Assignment: Your task is to copy every line below that contains the word "Maximum".

[Stored data entries]
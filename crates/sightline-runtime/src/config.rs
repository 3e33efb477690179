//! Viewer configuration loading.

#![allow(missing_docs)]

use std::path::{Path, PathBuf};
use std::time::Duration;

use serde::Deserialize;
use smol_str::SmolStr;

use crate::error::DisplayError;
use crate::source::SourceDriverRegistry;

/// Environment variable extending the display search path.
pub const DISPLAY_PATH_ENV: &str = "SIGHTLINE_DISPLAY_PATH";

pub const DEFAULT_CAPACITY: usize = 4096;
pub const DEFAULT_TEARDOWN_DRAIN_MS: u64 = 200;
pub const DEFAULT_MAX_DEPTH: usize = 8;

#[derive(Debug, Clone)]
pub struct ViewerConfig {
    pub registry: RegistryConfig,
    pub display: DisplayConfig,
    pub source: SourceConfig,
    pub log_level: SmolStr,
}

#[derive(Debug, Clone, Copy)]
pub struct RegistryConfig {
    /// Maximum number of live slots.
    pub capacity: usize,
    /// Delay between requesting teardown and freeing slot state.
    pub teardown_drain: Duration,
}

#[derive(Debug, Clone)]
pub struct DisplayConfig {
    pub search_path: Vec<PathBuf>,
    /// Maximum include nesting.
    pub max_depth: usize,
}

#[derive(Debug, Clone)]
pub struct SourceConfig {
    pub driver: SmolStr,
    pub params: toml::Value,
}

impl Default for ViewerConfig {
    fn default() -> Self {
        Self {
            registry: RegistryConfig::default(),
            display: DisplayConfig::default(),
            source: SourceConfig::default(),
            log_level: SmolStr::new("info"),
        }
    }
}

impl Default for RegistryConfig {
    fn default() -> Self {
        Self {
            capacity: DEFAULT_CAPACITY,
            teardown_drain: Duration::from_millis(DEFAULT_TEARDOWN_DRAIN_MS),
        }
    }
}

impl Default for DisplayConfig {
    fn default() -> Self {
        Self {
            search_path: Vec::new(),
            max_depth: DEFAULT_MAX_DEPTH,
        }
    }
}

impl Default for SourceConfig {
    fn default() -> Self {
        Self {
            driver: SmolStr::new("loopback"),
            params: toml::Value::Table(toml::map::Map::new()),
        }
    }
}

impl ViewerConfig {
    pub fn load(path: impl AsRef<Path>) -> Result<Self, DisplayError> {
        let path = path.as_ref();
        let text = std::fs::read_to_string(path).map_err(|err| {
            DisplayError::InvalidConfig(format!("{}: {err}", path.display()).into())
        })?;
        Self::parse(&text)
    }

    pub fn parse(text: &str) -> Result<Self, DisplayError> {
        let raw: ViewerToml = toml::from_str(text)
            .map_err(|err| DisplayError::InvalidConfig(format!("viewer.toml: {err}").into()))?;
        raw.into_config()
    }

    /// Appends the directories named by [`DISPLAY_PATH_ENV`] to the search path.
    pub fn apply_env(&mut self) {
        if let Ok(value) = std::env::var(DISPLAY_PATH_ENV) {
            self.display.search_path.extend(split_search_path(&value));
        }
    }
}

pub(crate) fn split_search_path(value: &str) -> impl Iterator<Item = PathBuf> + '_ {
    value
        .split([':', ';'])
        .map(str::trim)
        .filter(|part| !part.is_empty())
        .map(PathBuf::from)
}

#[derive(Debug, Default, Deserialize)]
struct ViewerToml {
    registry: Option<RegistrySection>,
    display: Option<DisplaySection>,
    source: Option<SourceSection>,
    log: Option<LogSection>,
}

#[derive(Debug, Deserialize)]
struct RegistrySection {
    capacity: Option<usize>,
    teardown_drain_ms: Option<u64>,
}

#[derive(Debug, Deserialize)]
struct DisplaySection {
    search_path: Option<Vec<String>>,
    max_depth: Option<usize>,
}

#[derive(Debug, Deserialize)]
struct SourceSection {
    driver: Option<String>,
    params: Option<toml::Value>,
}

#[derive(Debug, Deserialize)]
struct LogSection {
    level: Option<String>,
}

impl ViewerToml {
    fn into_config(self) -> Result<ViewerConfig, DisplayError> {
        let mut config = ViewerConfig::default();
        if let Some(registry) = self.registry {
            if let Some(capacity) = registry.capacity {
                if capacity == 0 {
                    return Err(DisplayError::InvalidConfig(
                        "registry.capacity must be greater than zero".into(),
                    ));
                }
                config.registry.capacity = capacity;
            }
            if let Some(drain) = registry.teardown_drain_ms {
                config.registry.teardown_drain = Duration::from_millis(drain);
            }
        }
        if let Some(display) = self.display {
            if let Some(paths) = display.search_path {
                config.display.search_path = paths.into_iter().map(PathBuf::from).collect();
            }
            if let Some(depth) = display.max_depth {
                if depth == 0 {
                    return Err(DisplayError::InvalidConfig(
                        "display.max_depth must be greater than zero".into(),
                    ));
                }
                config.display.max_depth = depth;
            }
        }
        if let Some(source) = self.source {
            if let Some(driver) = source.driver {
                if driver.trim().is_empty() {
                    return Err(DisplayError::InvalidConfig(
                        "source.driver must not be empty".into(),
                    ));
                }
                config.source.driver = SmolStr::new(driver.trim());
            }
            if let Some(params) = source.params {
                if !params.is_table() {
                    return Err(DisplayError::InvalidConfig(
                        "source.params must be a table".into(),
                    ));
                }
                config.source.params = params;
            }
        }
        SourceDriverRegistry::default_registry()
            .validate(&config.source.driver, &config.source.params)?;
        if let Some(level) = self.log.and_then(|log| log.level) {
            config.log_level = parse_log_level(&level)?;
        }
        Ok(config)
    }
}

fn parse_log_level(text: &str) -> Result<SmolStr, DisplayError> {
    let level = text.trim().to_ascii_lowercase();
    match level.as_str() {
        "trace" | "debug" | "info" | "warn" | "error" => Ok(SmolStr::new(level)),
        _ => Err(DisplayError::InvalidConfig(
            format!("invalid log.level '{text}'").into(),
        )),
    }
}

Solution to this task:
    /// Maximum number of live slots.
    /// Maximum include nesting.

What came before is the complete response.